Probability question about aircraft rivets

A student emailed me a question on homework this morning, and after working out the solution for myself and checking the answer in the back of the book and finding it different from mine, I am worried that I am missing something. I hope someone can confirm my suspicion that the book’s answer is wrong. Here goes:

My solution:

P(seam needs rework) = P(>= 1 rivet is defective) = 1 - P(all rivets are fine) = 1 - (1 - p)^25.

Then set
1 - (1 - p)^25 = 0.2 and solve for p. One obtains p = 0.00889.
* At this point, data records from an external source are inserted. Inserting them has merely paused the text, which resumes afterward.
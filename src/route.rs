pub mod admin;
pub mod auth;
pub mod forum;
pub mod moods;
pub mod resources;
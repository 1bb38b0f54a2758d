//! OpenAPI from docstrings - command-line tool for building OpenAPI documents.
//!
//! # Usage
//!
//! ```bash
//! openapi-from-docstring [OPTIONS] <COMMAND>
//! ```
//!
//! # Examples
//!
//! Build a document from a manifest:
//! ```bash
//! openapi-from-docstring build api.yaml -o openapi.yaml
//! ```
//!
//! Inspect how one docstring is parsed:
//! ```bash
//! openapi-from-docstring parse handler_doc.txt -f json
//! ```
//!
//! Parse a model docstring from stdin with verbose logging:
//! ```bash
//! cat pet.txt | openapi-from-docstring -v parse - --schema Pet
//! ```

use anyhow::Result;
use clap::Parser;
use log::info;
use openapi_from_docstring::cli;

fn main() -> Result<()> {
    let args = cli::CliArgs::parse();

    let log_level = if args.verbose {
        log::LevelFilter::Debug
    } else {
        log::LevelFilter::Info
    };

    env_logger::Builder::from_default_env()
        .filter_level(log_level)
        .init();

    info!("openapi-from-docstring starting...");

    let args = cli::parse_args_from_parsed(args)?;
    cli::run(args)?;

    info!("Done");
    Ok(())
}
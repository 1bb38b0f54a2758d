//! Docstring parser.
//!
//! A docstring is read line by line by a small state machine. The first paragraph
//! becomes the summary, the following paragraphs the description, and every
//! recognised section header hands its buffered lines to [`crate::processors`].
//!
//! ```text
//! Returns the pets of an owner.
//!
//! Longer description, any number of lines.
//!
//! Path Parameters:
//!     owner_id (int) -- The owner.
//!
//! Response:
//!     pets ([Pet]) -- The pets.
//! ```

use crate::model::{PathSpec, SchemaSpec};
use crate::processors::{apply_section, is_section_header, lookup_section};
use log::debug;
use std::mem;

/// Parses the docstring of one API operation.
///
/// Parsing never fails: malformed lines and unknown sections are skipped.
///
/// # Example
///
/// ```
/// use openapi_from_docstring::docparser::parse_from_docstring;
///
/// let spec = parse_from_docstring(
///     "Get an employee.\n\nPath Parameters:\n    employee_uid (int) -- The employee ID.\n",
/// );
/// assert_eq!(spec.summary.trim(), "Get an employee.");
/// assert!(spec.path_params["employee_uid"].required);
/// ```
pub fn parse_from_docstring(doc: &str) -> PathSpec {
    let mut parser = DocParser::new();
    let doc = doc.replace("\r\n", "\n");

    for line in doc.split_inclusive('\n') {
        parser.feed(Line::Text(line));
    }
    parser.feed(Line::End);

    parser.spec
}

/// Parses the docstring of a data model.
///
/// Only the summary, description, deprecation marker and `Properties:` sections are
/// kept; other sections are parsed but have no place in a model.
pub fn parse_schema(name: &str, doc: &str) -> SchemaSpec {
    debug!("Parsing schema docstring for {}", name);
    SchemaSpec::from_path_spec(name, parse_from_docstring(doc))
}

/// Parser state
#[derive(Debug, Clone, Copy, PartialEq, Eq)]
enum State {
    Start,
    Summary,
    Description,
    Blank,
    Section,
    End,
}

/// Input fed to the state machine
#[derive(Debug, Clone, Copy)]
enum Line<'a> {
    Text(&'a str),
    /// Marks the end of the docstring
    End,
}

/// Classification of one input line
#[derive(Debug, Clone, Copy, PartialEq, Eq)]
enum LineClass {
    Generic,
    Blank,
    Header,
    End,
}

impl LineClass {
    fn of(line: Line<'_>) -> Self {
        match line {
            Line::End => LineClass::End,
            Line::Text(text) if text.trim().is_empty() => LineClass::Blank,
            Line::Text(text) if is_section_header(text) => LineClass::Header,
            Line::Text(_) => LineClass::Generic,
        }
    }
}

/// Guard of a transition
#[derive(Debug, Clone, Copy, PartialEq, Eq)]
enum Condition {
    Generic,
    Blank,
    Header,
    End,
    /// Generic or blank
    Text,
}

impl Condition {
    fn accepts(self, class: LineClass) -> bool {
        match self {
            Condition::Generic => class == LineClass::Generic,
            Condition::Blank => class == LineClass::Blank,
            Condition::Header => class == LineClass::Header,
            Condition::End => class == LineClass::End,
            Condition::Text => matches!(class, LineClass::Generic | LineClass::Blank),
        }
    }
}

#[derive(Debug, Clone, Copy, PartialEq, Eq)]
enum Action {
    Buffer,
    FlushSummary,
    FlushDescription,
    RecordHeader,
    Dispatch,
    DispatchAndRecord,
}

/// Transition table; the first matching row for the current state wins
const TRANSITIONS: &[(State, Condition, State, Action)] = &[
    (State::Start, Condition::Generic, State::Summary, Action::Buffer),
    (State::Summary, Condition::Generic, State::Summary, Action::Buffer),
    (State::Summary, Condition::Blank, State::Blank, Action::FlushSummary),
    (State::Summary, Condition::End, State::End, Action::FlushSummary),
    (State::Blank, Condition::Generic, State::Description, Action::Buffer),
    (State::Description, Condition::Generic, State::Description, Action::Buffer),
    (State::Description, Condition::Blank, State::Blank, Action::FlushDescription),
    (State::Start, Condition::Header, State::Section, Action::RecordHeader),
    (State::Blank, Condition::Header, State::Section, Action::RecordHeader),
    (State::Section, Condition::Text, State::Section, Action::Buffer),
    (State::Section, Condition::Header, State::Section, Action::DispatchAndRecord),
    (State::Section, Condition::End, State::End, Action::Dispatch),
    (State::Start, Condition::End, State::End, Action::Dispatch),
    (State::Blank, Condition::End, State::End, Action::Dispatch),
    (State::Description, Condition::End, State::End, Action::FlushDescription),
];

/// Single-use parser; owns its buffer and the spec being filled
struct DocParser {
    state: State,
    buffer: String,
    header: Option<String>,
    spec: PathSpec,
}

impl DocParser {
    fn new() -> Self {
        Self {
            state: State::Start,
            buffer: String::new(),
            header: None,
            spec: PathSpec::new(),
        }
    }

    fn feed(&mut self, line: Line<'_>) {
        let class = LineClass::of(line);
        let transition = TRANSITIONS
            .iter()
            .find(|(from, condition, _, _)| *from == self.state && condition.accepts(class));

        match transition {
            Some(&(_, _, to, action)) => {
                self.perform(action, line);
                self.state = to;
            }
            None => debug!(
                "No transition from {:?} on {:?}, skipping {:?}",
                self.state, class, line
            ),
        }
    }

    fn perform(&mut self, action: Action, line: Line<'_>) {
        match action {
            Action::Buffer => {
                if let Line::Text(text) = line {
                    self.buffer.push_str(text.trim_start());
                }
            }
            Action::FlushSummary => self.spec.summary = mem::take(&mut self.buffer),
            Action::FlushDescription => {
                let paragraph = mem::take(&mut self.buffer);
                self.spec.description.push_str(&paragraph);
            }
            Action::RecordHeader => self.record_header(line),
            Action::Dispatch => self.dispatch(),
            Action::DispatchAndRecord => {
                self.dispatch();
                self.record_header(line);
            }
        }
    }

    fn record_header(&mut self, line: Line<'_>) {
        self.buffer.clear();
        if let Line::Text(text) = line {
            self.header = Some(text.trim().to_string());
        }
    }

    fn dispatch(&mut self) {
        let buffer = mem::take(&mut self.buffer);
        let Some(header) = self.header.take() else {
            return;
        };

        match lookup_section(&header) {
            Some(section) => apply_section(&section, &buffer, &mut self.spec),
            None => debug!("Ignoring unrecognized section {:?}", header),
        }
    }
}
//! API manifest loading.
//!
//! A manifest lists everything a document is built from: API info, servers, global
//! tags, routes with one docstring per HTTP method, and documented models.
//!
//! ```yaml
//! info:
//!   title: Pet Store
//!   version: "1.0"
//! routes:
//!   - url: /pets/(?P<pet_id>\d+)
//!     handler: PetHandler
//!     operations:
//!       get: |
//!         Get a pet.
//!
//!         Path Params:
//!             pet_id (int) -- The pet.
//! schemas:
//!   - name: Pet
//!     doc: |
//!       A pet.
//!
//!       Properties:
//!           name (string) -- Required. The name.
//! ```

use crate::docparser::{parse_from_docstring, parse_schema};
use crate::error::{Error, Result};
use crate::openapi_builder::{HttpMethod, Info, OpenApiBuilder, Server, Tag};
use log::{debug, info};
use serde::{Deserialize, Serialize};
use std::collections::{BTreeMap, HashSet};
use std::fs;
use std::path::Path;

/// Documentation sources and document settings
#[derive(Debug, Clone, PartialEq, Serialize, Deserialize)]
pub struct ApiManifest {
    #[serde(default)]
    pub info: Info,
    #[serde(default)]
    pub servers: Vec<Server>,
    #[serde(default)]
    pub tags: Vec<Tag>,
    /// Media type used for model payloads
    #[serde(default = "default_json_mime_type")]
    pub json_mime_type: String,
    /// Methods rendered in the document
    #[serde(default = "default_enabled_methods")]
    pub enabled_methods: Vec<String>,
    #[serde(default)]
    pub routes: Vec<RouteEntry>,
    #[serde(default)]
    pub schemas: Vec<SchemaEntry>,
}

/// One handler served at one URL
#[derive(Debug, Clone, PartialEq, Serialize, Deserialize)]
pub struct RouteEntry {
    pub url: String,
    pub handler: String,
    /// Docstring per HTTP method
    #[serde(default)]
    pub operations: BTreeMap<String, String>,
}

/// One documented model
#[derive(Debug, Clone, PartialEq, Serialize, Deserialize)]
pub struct SchemaEntry {
    pub name: String,
    /// Models this one extends
    #[serde(default)]
    pub bases: Vec<String>,
    #[serde(default)]
    pub doc: String,
}

fn default_json_mime_type() -> String {
    "application/json".to_string()
}

fn default_enabled_methods() -> Vec<String> {
    HttpMethod::DEFAULT_ENABLED
        .iter()
        .map(|method| method.as_str().to_string())
        .collect()
}

impl Default for ApiManifest {
    fn default() -> Self {
        Self {
            info: Info::default(),
            servers: Vec::new(),
            tags: Vec::new(),
            json_mime_type: default_json_mime_type(),
            enabled_methods: default_enabled_methods(),
            routes: Vec::new(),
            schemas: Vec::new(),
        }
    }
}

impl ApiManifest {
    /// Loads a manifest, reading JSON for `.json` files and YAML otherwise
    pub fn load(path: &Path) -> Result<Self> {
        info!("Loading manifest: {}", path.display());
        let content = fs::read_to_string(path)?;

        let is_json = path
            .extension()
            .and_then(|ext| ext.to_str())
            .map_or(false, |ext| ext.eq_ignore_ascii_case("json"));
        let manifest = Self::parse(&content, is_json).map_err(|e| e.in_manifest(path))?;

        manifest.validate().map_err(|message| Error::ManifestError {
            file: path.to_path_buf(),
            message,
        })?;

        debug!(
            "Manifest has {} routes and {} schemas",
            manifest.routes.len(),
            manifest.schemas.len()
        );
        Ok(manifest)
    }

    /// Parses manifest text
    pub fn parse(content: &str, is_json: bool) -> Result<Self> {
        if is_json {
            Ok(serde_json::from_str(content)?)
        } else {
            Ok(serde_yaml::from_str(content)?)
        }
    }

    fn validate(&self) -> std::result::Result<(), String> {
        for route in &self.routes {
            if route.url.trim().is_empty() {
                return Err(format!("路由缺少 url (handler: {})", route.handler));
            }
            if route.handler.trim().is_empty() {
                return Err(format!("路由 {} 缺少 handler", route.url));
            }
        }

        let mut names = HashSet::new();
        for schema in &self.schemas {
            if schema.name.trim().is_empty() {
                return Err("模型缺少 name".to_string());
            }
            if !names.insert(schema.name.as_str()) {
                return Err(format!("模型 {} 重复定义", schema.name));
            }
        }
        Ok(())
    }

    /// Parses every docstring and registers the results with a new builder
    pub fn into_builder(self) -> Result<OpenApiBuilder> {
        let enabled_methods = self
            .enabled_methods
            .iter()
            .map(|method| method.parse::<HttpMethod>())
            .collect::<Result<Vec<_>>>()?;

        let mut builder = OpenApiBuilder::new()
            .with_info(self.info)
            .with_json_mime_type(self.json_mime_type)
            .with_enabled_methods(enabled_methods);

        for server in self.servers {
            builder.add_server(server);
        }
        for tag in self.tags {
            builder.add_global_tag(tag);
        }

        for schema in self.schemas {
            let spec = parse_schema(&schema.name, &schema.doc).with_bases(schema.bases);
            builder.add_schema(spec);
        }

        for route in self.routes {
            let mut operations = Vec::with_capacity(route.operations.len());
            for (method, doc) in &route.operations {
                operations.push((method.parse::<HttpMethod>()?, parse_from_docstring(doc)));
            }
            builder.add_route(route.url, route.handler, operations);
        }

        Ok(builder)
    }
}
The book’s answer is 0.06235.

I should note that Googling this problem results in solutions that lead to my answer, and that the problem is from a well-known textbook for engineering students that is now in its 7th edition. I can’t find any errata for the textbook, so I have no idea if the solution in the back of the book is just in error.

It appears to me that you did it correctly. The answer the book gives seems to be if 20% of the seams did NOT need reworking.

(1-0.06235)^25 = 0.20 = probability that all the rivets are fine if p=0.06235

If you plug p = 0.06235 into your formula (which I think is correct), you get a result of 80% of seams needing reworking rather than 20%. I’m going to go for a simple error on the publisher’s or author’s part.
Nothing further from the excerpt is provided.